(SUPPLIED INFORMATION)

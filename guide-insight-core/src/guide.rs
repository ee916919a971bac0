//! Raw guide performance rows.
//!
//! A [`GuideRecord`] mirrors one row of the backend's guide performance
//! table. The record is never mutated by analysis; derived values live in
//! the analyzer crate.

use std::fmt;

#[cfg(feature = "serde")]
use serde::{Deserialize, Serialize};

/// Identifier of a guide as stored by the backend.
///
/// Rows may carry either numeric or textual keys, so both are accepted.
/// Integer identifiers order before textual ones.
///
/// # Examples
/// ```
/// use guide_insight_core::GuideId;
///
/// assert_eq!(GuideId::from(7).to_string(), "7");
/// assert_eq!(GuideId::from("g-12").to_string(), "g-12");
/// ```
#[derive(Debug, Clone, PartialEq, Eq, PartialOrd, Ord, Hash)]
#[cfg_attr(feature = "serde", derive(Serialize, Deserialize))]
#[cfg_attr(feature = "serde", serde(untagged))]
pub enum GuideId {
    /// Integer primary key.
    Int(i64),
    /// Textual key such as a UUID.
    Text(String),
}

impl From<i64> for GuideId {
    fn from(value: i64) -> Self {
        Self::Int(value)
    }
}

impl From<&str> for GuideId {
    fn from(value: &str) -> Self {
        Self::Text(value.to_owned())
    }
}

impl From<String> for GuideId {
    fn from(value: String) -> Self {
        Self::Text(value)
    }
}

impl fmt::Display for GuideId {
    fn fmt(&self, f: &mut fmt::Formatter<'_>) -> fmt::Result {
        match self {
            Self::Int(value) => write!(f, "{value}"),
            Self::Text(value) => f.write_str(value),
        }
    }
}

/// One guide's raw performance counters.
///
/// Counts that are missing, `null`, negative or otherwise unreadable are
/// stored as `0` when deserialising.
///
/// # Examples
/// ```
/// use guide_insight_core::GuideRecord;
///
/// let guide = GuideRecord::new(1)
///     .with_name("Ana")
///     .with_tours_done(4)
///     .with_photos_taken_amount(12);
/// assert_eq!(guide.tours_done, 4);
/// assert!(!guide.is_favourite);
/// ```
#[derive(Debug, Clone, PartialEq, Eq)]
#[cfg_attr(feature = "serde", derive(Serialize, Deserialize))]
#[cfg_attr(feature = "serde", serde(rename_all = "camelCase"))]
pub struct GuideRecord {
    /// Unique identifier.
    pub id: GuideId,
    /// Optional display name.
    #[cfg_attr(feature = "serde", serde(default))]
    pub name: Option<String>,
    /// Number of tours led.
    #[cfg_attr(
        feature = "serde",
        serde(default, deserialize_with = "crate::coerce::count")
    )]
    pub tours_done: u64,
    /// Total number of photos taken.
    #[cfg_attr(
        feature = "serde",
        serde(default, deserialize_with = "crate::coerce::count")
    )]
    pub photos_taken_amount: u64,
    /// Number of distinct photo moments.
    #[cfg_attr(
        feature = "serde",
        serde(default, deserialize_with = "crate::coerce::count")
    )]
    pub photos_taken_frequency: u64,
    /// Number of client-info requests raised.
    #[cfg_attr(
        feature = "serde",
        serde(default, deserialize_with = "crate::coerce::count")
    )]
    pub requested_client_info: u64,
    /// Display-only favourite marker.
    #[cfg_attr(
        feature = "serde",
        serde(default, deserialize_with = "crate::coerce::flag")
    )]
    pub is_favourite: bool,
}

impl GuideRecord {
    /// Create a record with every counter at zero.
    #[must_use]
    pub fn new(id: impl Into<GuideId>) -> Self {
        Self {
            id: id.into(),
            name: None,
            tours_done: 0,
            photos_taken_amount: 0,
            photos_taken_frequency: 0,
            requested_client_info: 0,
            is_favourite: false,
        }
    }

    /// Set the display name.
    #[must_use]
    pub fn with_name(mut self, name: impl Into<String>) -> Self {
        self.name = Some(name.into());
        self
    }

    /// Set the number of tours led.
    #[must_use]
    pub const fn with_tours_done(mut self, tours_done: u64) -> Self {
        self.tours_done = tours_done;
        self
    }

    /// Set the total number of photos taken.
    #[must_use]
    pub const fn with_photos_taken_amount(mut self, amount: u64) -> Self {
        self.photos_taken_amount = amount;
        self
    }

    /// Set the number of distinct photo moments.
    #[must_use]
    pub const fn with_photos_taken_frequency(mut self, frequency: u64) -> Self {
        self.photos_taken_frequency = frequency;
        self
    }

    /// Set the number of client-info requests.
    #[must_use]
    pub const fn with_requested_client_info(mut self, requests: u64) -> Self {
        self.requested_client_info = requests;
        self
    }

    /// Mark or unmark the guide as a favourite.
    #[must_use]
    pub const fn with_favourite(mut self, is_favourite: bool) -> Self {
        self.is_favourite = is_favourite;
        self
    }

    /// Name to show in tables, falling back to the identifier.
    #[must_use]
    pub fn display_name(&self) -> String {
        self.name
            .as_deref()
            .map(str::trim)
            .filter(|name| !name.is_empty())
            .map_or_else(|| format!("Guide {}", self.id), str::to_owned)
    }

    /// Whether the guide recorded any photo activity at all.
    #[must_use]
    pub const fn has_photo_activity(&self) -> bool {
        self.photos_taken_amount > 0 || self.photos_taken_frequency > 0
    }
}
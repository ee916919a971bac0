//! Shape of the JSON report produced by the analyze command.

use super::analyze::{AnalyzeConfig, execute_analyze};
use super::helpers::ExportWorkspace;
use super::*;
use guide_insight_core::RankingMode;
use rstest::{fixture, rstest};
use serde_json::{Value, json};

struct Report {
    _workspace: ExportWorkspace,
    json: Value,
}

fn report_with(customise: impl FnOnce(&mut AnalyzeArgs)) -> Report {
    let workspace = ExportWorkspace::new();
    let mut args = AnalyzeArgs {
        input: Some(workspace.write_sample_export()),
        ..AnalyzeArgs::default()
    };
    customise(&mut args);
    let config = AnalyzeConfig::try_from(args).expect("config");

    let mut buffer = Vec::new();
    execute_analyze(&config, &mut buffer).expect("analysis succeeds");
    let json = serde_json::from_slice(&buffer).expect("report is JSON");
    Report {
        _workspace: workspace,
        json,
    }
}

#[fixture]
fn default_report() -> Report {
    report_with(|_| {})
}

fn ids(rows: &Value) -> Vec<i64> {
    rows.as_array()
        .expect("array of rows")
        .iter()
        .map(|row| row["id"].as_i64().expect("numeric id"))
        .collect()
}

#[rstest]
fn report_carries_population_and_totals(default_report: Report) {
    let report = &default_report.json;
    assert_eq!(report["guideCount"], 6);
    assert_eq!(
        report["kpiTotals"],
        json!({
            "toursDone": 36,
            "photosTakenAmount": 82,
            "photosTakenFrequency": 28,
            "requestedClientInfo": 20,
        })
    );
    assert_eq!(report["population"]["toursDonePercentileCut"], 4);
    assert_eq!(report["thresholds"]["minClientInfoRequests"], 3);
}

#[rstest]
fn report_lists_primary_status_counts(default_report: Report) {
    assert_eq!(
        default_report.json["statusDistribution"],
        json!([
            {"status": "inactive", "label": "Inactive", "count": 1},
            {"status": "new", "label": "New", "count": 1},
            {"status": "emerging", "label": "Emerging", "count": 1},
            {"status": "consistent", "label": "Consistent", "count": 3},
        ])
    );
}

#[rstest]
fn leaderboard_ranks_by_engagement_by_default(default_report: Report) {
    let leaderboard = &default_report.json["leaderboard"];
    assert_eq!(ids(leaderboard), [5, 4, 2, 6, 1, 3]);
    assert_eq!(leaderboard[0]["rank"], 1);
    assert_eq!(leaderboard[0]["name"], "Elena");
    assert_eq!(leaderboard[5]["rank"], 6);
}

#[rstest]
fn leaderboard_honours_mode_and_size() {
    let report = report_with(|args| {
        args.ranking = Some(RankingMode::RequestsPerTour);
        args.leaderboard_size = Some(2);
    });
    assert_eq!(report.json["ranking"], "requestsPerTour");
    assert_eq!(ids(&report.json["leaderboard"]), [3, 6]);
    assert_eq!(report.json["leaderboard"][0]["value"], 1.25);
}

#[rstest]
fn watchlist_rows_explain_their_reasons(default_report: Report) {
    let watchlist = &default_report.json["watchlist"];
    assert_eq!(ids(watchlist), [3, 6]);
    assert_eq!(
        watchlist[0]["reasons"],
        json!([
            {"code": "lessThanOnePhotoPerTour", "label": "Takes less than one photo per tour"},
            {"code": "oftenRequestsClientInfo", "label": "Often requests client information"},
        ])
    );
}

#[rstest]
fn guide_listing_follows_the_display_filter() {
    let report = report_with(|args| {
        args.favourites_only = Some(true);
        args.sort = Some(guide_insight_analyzer::SortField::ToursDone);
    });
    assert_eq!(ids(&report.json["guides"]), [4, 2]);
    assert_eq!(ids(&report.json["leaderboard"]).len(), 6);
}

(End SUPPLIED INFORMATION)

§ **TO DO**:
Identify the lines of the entries containing the string "stored". Copy each such line.

§ **PROBLEM SOLUTION**:
/// Identifier of a guide as stored by the backend.
/// stored as `0` when deserialising.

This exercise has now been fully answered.